Un secondo filone riguarda gli incentivi economici diretti al cambiamento di comportamento. In Emilia-Romagna, attraverso il programma regionale Bike to Work, comuni come Faenza, Cesena e Rimini riconoscono un contributo economico ai cittadini che utilizzano la bicicletta per gli spostamenti casa-lavoro, calcolato sui chilometri percorsi e finanziato con fondi regionali e risorse per la qualità dell’aria. Nel Regno Unito, città come Coventry hanno introdotto sistemi di “crediti di mobilità” legati alla rottamazione di veicoli inquinanti: chi rinuncia all’auto riceve bonus spendibili su trasporto pubblico, bike sharing e altri servizi di mobilità sostenibile. In Francia e nei Paesi Bassi sono stati sperimentati programmi di incentivazione basati su app che premiano economicamente i chilometri percorsi in bici o con mezzi a basse emissioni, con finanziamenti provenienti da fondi climatici e ambientali. In diversi di questi casi, le amministrazioni coinvolte hanno evidenziato costi inferiori rispetto agli investimenti stradali tradizionali e benefici misurabili in termini di riduzione del traffico urbano, delle emissioni e della congestione, per cui hanno stabilito di dare continuità all’iniziativa.

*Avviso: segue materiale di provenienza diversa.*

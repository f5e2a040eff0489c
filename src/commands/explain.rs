//! `somnio explain` command

use crate::cli::Cli;
use crate::commands::dispatch::synchronizer;
use crate::commands::format::{print_json, score};
use crate::output_by_format_result;
use somnio_core::error::Result;
use somnio_core::similarity::SimilarityExplanation;
use somnio_core::store::Store;

fn list_or_none(items: &[String]) -> String {
    if items.is_empty() {
        "(none)".to_string()
    } else {
        items.join(", ")
    }
}

fn print_explanation(a: &str, b: &str, explanation: &SimilarityExplanation) {
    println!("{} ~ {}: {}", a, b, score(explanation.score));
    println!(
        "  tags      {}  shared: {}",
        score(explanation.tag_similarity),
        list_or_none(&explanation.shared_tags)
    );
    println!(
        "  keywords  {}  shared: {}",
        score(explanation.keyword_similarity),
        list_or_none(&explanation.shared_keywords)
    );
    println!(
        "  emotion   {}{}",
        score(explanation.emotion_match),
        if explanation.same_emotion { "  (same)" } else { "" }
    );
}

/// Execute the explain command
pub fn execute(cli: &Cli, store: &Store, a: &str, b: &str) -> Result<()> {
    let explanation = synchronizer(store).explain(a, b)?;

    output_by_format_result!(cli.format,
        json => { print_json(&explanation) },
        human => { print_explanation(a, b, &explanation); }
    )
}
//! Routing from parsed subcommands to their implementations

use crate::cli::Commands;
use crate::commands;
use somnio_core::error::Result;

use super::command::{explicit_store_path, Command, CommandContext};
use super::trace_command;

impl Command for Commands {
    fn execute(&self, ctx: &CommandContext) -> Result<()> {
        let cli = ctx.cli;
        let open = || ctx.discover_or_open_store();

        match self {
            Commands::Init => {
                let store_path = explicit_store_path(cli, ctx.root);
                commands::init::execute(cli, ctx.root, store_path.as_deref())
            }
            Commands::Add(args) => commands::add::execute(cli, &open()?, args),
            Commands::Update(args) => commands::update::execute(cli, &open()?, args),
            Commands::Delete { id } => commands::delete::execute(cli, &open()?, id),
            Commands::List(args) => commands::list::execute(cli, &open()?, args),
            Commands::Show { id } => commands::show::execute(cli, &open()?, id),
            Commands::Similar(args) => commands::similar::execute(cli, &open()?, args),
            Commands::Explain { a, b } => commands::explain::execute(cli, &open()?, a, b),
            Commands::Link(args) => commands::link::execute(cli, &open()?, args),
            Commands::Recalculate(args) => {
                commands::recalculate::execute(cli, &open()?, args.min)
            }
            Commands::Network(args) => commands::network::execute(cli, &open()?, args),
        }?;

        trace_command!(cli, ctx.start, "execute_command");
        Ok(())
    }
}
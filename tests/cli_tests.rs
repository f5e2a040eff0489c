//! Integration tests for the somnio CLI

mod support;

use predicates::prelude::*;
use support::{add_dream, json_stdout, setup_test_dir, somnio, EXAM, OCEAN};
use tempfile::tempdir;

// ============================================================================
// Help, version and exit codes
// ============================================================================

#[test]
fn test_help_flag() {
    somnio()
        .arg("--help")
        .assert()
        .success()
        .stdout(predicate::str::contains("Usage: somnio"))
        .stdout(predicate::str::contains("recalculate"))
        .stdout(predicate::str::contains("similar"));
}

#[test]
fn test_version_flag() {
    somnio()
        .arg("--version")
        .assert()
        .success()
        .stdout(predicate::str::contains("somnio"));
}

#[test]
fn test_unknown_command_exit_code_2() {
    somnio().arg("nonexistent").assert().code(2);
}

#[test]
fn test_unknown_argument_json_usage_error() {
    somnio()
        .args(["--format", "json", "list", "--bogus-flag"])
        .assert()
        .code(2)
        .stderr(predicate::str::contains("\"type\":\"usage_error\""));
}

#[test]
fn test_missing_store_exit_code_3() {
    let dir = tempdir().unwrap();
    somnio()
        .current_dir(dir.path())
        .arg("list")
        .assert()
        .code(3)
        .stderr(predicate::str::contains("store not found"));
}

// ============================================================================
// Init
// ============================================================================

#[test]
fn test_init_creates_store() {
    let dir = tempdir().unwrap();
    somnio()
        .current_dir(dir.path())
        .arg("init")
        .assert()
        .success()
        .stdout(predicate::str::contains("Initialized somnio store"));

    assert!(dir.path().join(".somnio/config.toml").exists());
    assert!(dir.path().join(".somnio/somnio.db").exists());
}

#[test]
fn test_init_idempotent() {
    let dir = setup_test_dir();
    somnio()
        .current_dir(dir.path())
        .arg("init")
        .assert()
        .success();
}

#[test]
fn test_explicit_store_path() {
    let dir = tempdir().unwrap();
    somnio()
        .current_dir(dir.path())
        .args(["--store", "journal", "init"])
        .assert()
        .success();
    assert!(dir.path().join("journal/somnio.db").exists());

    somnio()
        .current_dir(dir.path())
        .args(["--store", "journal", "list"])
        .assert()
        .success()
        .stdout(predicate::str::contains("No dreams found"));
}

// ============================================================================
// Dream records
// ============================================================================

#[test]
fn test_add_list_show() {
    let dir = setup_test_dir();
    let id = add_dream(&dir, "Ocean swim", OCEAN);
    assert!(id.starts_with("dr-"));

    somnio()
        .current_dir(dir.path())
        .arg("list")
        .assert()
        .success()
        .stdout(predicate::str::contains(&id))
        .stdout(predicate::str::contains("[water, swimming]"));

    somnio()
        .current_dir(dir.path())
        .args(["show", &id])
        .assert()
        .success()
        .stdout(predicate::str::contains("emotion: peaceful"))
        .stdout(predicate::str::contains("swimming in the deep ocean"));
}

#[test]
fn test_add_json_returns_dream() {
    let dir = setup_test_dir();
    let output = somnio()
        .current_dir(dir.path())
        .args(["--format", "json", "add", "Ocean swim", "--private", "-u", "ana"])
        .output()
        .unwrap();
    assert!(output.status.success());

    let dream = json_stdout(&output);
    assert_eq!(dream["title"], "Ocean swim");
    assert_eq!(dream["isPublic"], false);
    assert_eq!(dream["userId"], "ana");
}

#[test]
fn test_add_empty_title_is_usage_error() {
    let dir = setup_test_dir();
    somnio()
        .current_dir(dir.path())
        .args(["add", "  "])
        .assert()
        .code(2);
}

#[test]
fn test_list_filters_by_visibility_and_user() {
    let dir = setup_test_dir();
    let public = add_dream(&dir, "Shared", &["-u", "ana"]);
    let private = add_dream(&dir, "Hidden", &["-u", "ana", "--private"]);
    let other = add_dream(&dir, "Other", &["-u", "ben"]);

    somnio()
        .current_dir(dir.path())
        .args(["list", "--public"])
        .assert()
        .success()
        .stdout(predicate::str::contains(&public))
        .stdout(predicate::str::contains(&other))
        .stdout(predicate::str::contains(&private).not());

    somnio()
        .current_dir(dir.path())
        .args(["list", "--user", "ana"])
        .assert()
        .success()
        .stdout(predicate::str::contains(&public))
        .stdout(predicate::str::contains(&private))
        .stdout(predicate::str::contains(&other).not());
}

#[test]
fn test_show_missing_dream_json_envelope() {
    let dir = setup_test_dir();
    somnio()
        .current_dir(dir.path())
        .args(["--format", "json", "show", "dr-missing"])
        .assert()
        .code(3)
        .stderr(predicate::str::contains("\"type\":\"not_found\""));
}

#[test]
fn test_update_without_fields_is_usage_error() {
    let dir = setup_test_dir();
    let id = add_dream(&dir, "Ocean swim", OCEAN);
    somnio()
        .current_dir(dir.path())
        .args(["update", &id])
        .assert()
        .code(2);
}

#[test]
fn test_update_missing_dream_exit_code_3() {
    let dir = setup_test_dir();
    somnio()
        .current_dir(dir.path())
        .args(["update", "dr-missing", "--title", "x"])
        .assert()
        .code(3);
}

#[test]
fn test_delete_removes_dream() {
    let dir = setup_test_dir();
    let id = add_dream(&dir, "Ocean swim", OCEAN);

    somnio()
        .current_dir(dir.path())
        .args(["delete", &id])
        .assert()
        .success()
        .stdout(predicate::str::contains("Deleted"));

    somnio()
        .current_dir(dir.path())
        .args(["show", &id])
        .assert()
        .code(3);

    somnio()
        .current_dir(dir.path())
        .args(["delete", &id])
        .assert()
        .code(3);
}

// ============================================================================
// Relationships
// ============================================================================

#[test]
fn test_add_links_similar_public_dreams() {
    let dir = setup_test_dir();
    let first = add_dream(&dir, "Ocean swim", OCEAN);
    let second = add_dream(&dir, "Ocean swim", OCEAN);
    let exam = add_dream(&dir, "Exam", EXAM);
    let mut private_args = OCEAN.to_vec();
    private_args.push("--private");
    let private = add_dream(&dir, "Ocean swim", &private_args);

    let output = somnio()
        .current_dir(dir.path())
        .args(["--format", "json", "similar", &first])
        .output()
        .unwrap();
    assert!(output.status.success());

    let similar = json_stdout(&output);
    let similar = similar.as_array().unwrap();
    assert_eq!(similar.len(), 1);
    assert_eq!(similar[0]["dream"]["id"], second.as_str());
    assert_eq!(similar[0]["similarity"], 1.0);

    somnio()
        .current_dir(dir.path())
        .args(["similar", &exam])
        .assert()
        .success()
        .stdout(predicate::str::contains("No similar dreams"));

    somnio()
        .current_dir(dir.path())
        .args(["similar", &private, "--min", "0"])
        .assert()
        .success()
        .stdout(predicate::str::contains("No similar dreams"));
}

#[test]
fn test_update_refreshes_links() {
    let dir = setup_test_dir();
    let ocean = add_dream(&dir, "Ocean swim", OCEAN);
    let exam = add_dream(&dir, "Exam", EXAM);

    somnio()
        .current_dir(dir.path())
        .args([
            "update",
            &exam,
            "-t",
            "water",
            "-t",
            "swimming",
            "-e",
            "peaceful",
        ])
        .assert()
        .success();

    somnio()
        .current_dir(dir.path())
        .args(["similar", &exam, "--min", "0.6"])
        .assert()
        .success()
        .stdout(predicate::str::contains(&ocean));
}

#[test]
fn test_delete_removes_links() {
    let dir = setup_test_dir();
    let first = add_dream(&dir, "Ocean swim", OCEAN);
    let second = add_dream(&dir, "Ocean swim", OCEAN);

    somnio()
        .current_dir(dir.path())
        .args(["delete", &second])
        .assert()
        .success();

    somnio()
        .current_dir(dir.path())
        .args(["similar", &first, "--min", "0"])
        .assert()
        .success()
        .stdout(predicate::str::contains("No similar dreams"));
}

#[test]
fn test_recalculate_json_summary() {
    let dir = setup_test_dir();
    add_dream(&dir, "Ocean swim", OCEAN);
    add_dream(&dir, "Ocean swim", OCEAN);
    add_dream(&dir, "Exam", EXAM);

    let output = somnio()
        .current_dir(dir.path())
        .args(["--format", "json", "recalculate"])
        .output()
        .unwrap();
    assert!(output.status.success());

    let summary = json_stdout(&output);
    assert_eq!(summary["processedCount"], 3);
    assert_eq!(summary["relationshipsCreated"], 1);

    somnio()
        .current_dir(dir.path())
        .arg("recalculate")
        .assert()
        .success()
        .stdout(predicate::str::contains(
            "Processed 3 dreams, created 1 relationships",
        ));
}

#[test]
fn test_recalculate_rejects_out_of_range_threshold() {
    let dir = setup_test_dir();
    somnio()
        .current_dir(dir.path())
        .args(["recalculate", "--min", "1.5"])
        .assert()
        .code(2);
}

#[test]
fn test_explain_reports_components() {
    let dir = setup_test_dir();
    let a = add_dream(&dir, "Ocean swim", OCEAN);
    let b = add_dream(&dir, "Exam", EXAM);

    let output = somnio()
        .current_dir(dir.path())
        .args(["--format", "json", "explain", &a, &b])
        .output()
        .unwrap();
    assert!(output.status.success());

    let explanation = json_stdout(&output);
    assert_eq!(explanation["score"], 0.0);
    assert_eq!(explanation["sameEmotion"], false);
    assert!(explanation["sharedTags"].as_array().unwrap().is_empty());

    somnio()
        .current_dir(dir.path())
        .args(["explain", &a, "dr-missing"])
        .assert()
        .code(3);
}

#[test]
fn test_link_validation_exit_codes() {
    let dir = setup_test_dir();
    let a = add_dream(&dir, "Ocean swim", OCEAN);
    let b = add_dream(&dir, "Exam", EXAM);

    somnio()
        .current_dir(dir.path())
        .args(["link", &a, &a, "-s", "0.5"])
        .assert()
        .code(2);

    somnio()
        .current_dir(dir.path())
        .args(["link", &a, "dr-missing", "-s", "0.5"])
        .assert()
        .code(3);

    somnio()
        .current_dir(dir.path())
        .args(["link", &a, &b, "-s", "1.5"])
        .assert()
        .code(2);

    somnio()
        .current_dir(dir.path())
        .args(["link", &a, &b, "-s", "0.8", "--theme", "water"])
        .assert()
        .success()
        .stdout(predicate::str::contains("0.800"));

    somnio()
        .current_dir(dir.path())
        .args(["similar", &b])
        .assert()
        .success()
        .stdout(predicate::str::contains(&a));
}

#[test]
fn test_network_lists_connections() {
    let dir = setup_test_dir();
    let first = add_dream(&dir, "Ocean swim", OCEAN);
    let second = add_dream(&dir, "Ocean swim", OCEAN);
    add_dream(&dir, "Exam", EXAM);

    let output = somnio()
        .current_dir(dir.path())
        .args(["--format", "json", "network"])
        .output()
        .unwrap();
    assert!(output.status.success());

    let network = json_stdout(&output);
    let nodes = network.as_array().unwrap();
    assert_eq!(nodes.len(), 3);

    let node = nodes
        .iter()
        .find(|n| n["dream"]["id"] == first.as_str())
        .unwrap();
    assert_eq!(node["connections"][0]["targetId"], second.as_str());
}

#[test]
fn test_network_links_show_shared_themes() {
    let dir = setup_test_dir();
    let first = add_dream(&dir, "Ocean swim", OCEAN);
    let second = add_dream(&dir, "Ocean swim", OCEAN);
    add_dream(&dir, "Exam", EXAM);

    let output = somnio()
        .current_dir(dir.path())
        .args(["--format", "json", "network", "--links"])
        .output()
        .unwrap();
    assert!(output.status.success());

    let network = json_stdout(&output);
    let links = network["links"].as_array().unwrap();
    assert_eq!(links.len(), 1);
    assert_eq!(links[0]["source"], second.as_str());
    assert_eq!(links[0]["target"], first.as_str());
    assert_eq!(links[0]["sharedThemes"], serde_json::json!(["water", "swimming"]));
    assert_eq!(network["nodes"].as_array().unwrap().len(), 2);

    somnio()
        .current_dir(dir.path())
        .args(["network", "--links"])
        .assert()
        .success()
        .stdout(predicate::str::contains("[water, swimming]"));

    somnio()
        .current_dir(dir.path())
        .args(["network", "--links", "--min", "0.5"])
        .assert()
        .code(2);
}
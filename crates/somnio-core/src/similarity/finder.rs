use super::calculation::calculate_similarity;
use super::sets::shared_in_order;
use super::{round_score, SimilarityResult};
use crate::dream::Dream;

/// Score `target` against every candidate and keep those at or above `threshold`
///
/// Candidates sharing the target's id are skipped. Results carry the score
/// rounded to three decimals and are sorted by score, highest first; equal
/// scores keep candidate order.
pub fn find_similar_dreams<'a, I>(target: &Dream, candidates: I, threshold: f64) -> Vec<SimilarityResult>
where
    I: IntoIterator<Item = &'a Dream>,
{
    let mut results: Vec<SimilarityResult> = candidates
        .into_iter()
        .filter(|candidate| candidate.id != target.id)
        .filter_map(|candidate| {
            let similarity = calculate_similarity(target, candidate);
            if similarity < threshold {
                return None;
            }
            Some(SimilarityResult {
                dream_id: candidate.id.clone(),
                similarity: round_score(similarity),
                shared_themes: shared_in_order(&target.tags, &candidate.tags),
            })
        })
        .collect();

    results.sort_by(|a, b| b.similarity.total_cmp(&a.similarity));
    results
}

Le esperienze più efficaci a livello europeo mostrano che il cambiamento dei comportamenti avviene solo quando l’offerta di mobilità sostenibile è supportata da misure concrete: integrazione reale tra mezzi, riduzione dei costi per l’utente finale, incentivi economici stabili e semplicità di utilizzo. In assenza di politiche pubbliche strutturate e finanziariamente sostenibili, la sensibilità ambientale resta un indicatore culturale, ma non diventa un fattore in grado di incidere sui modelli di spostamento quotidiani.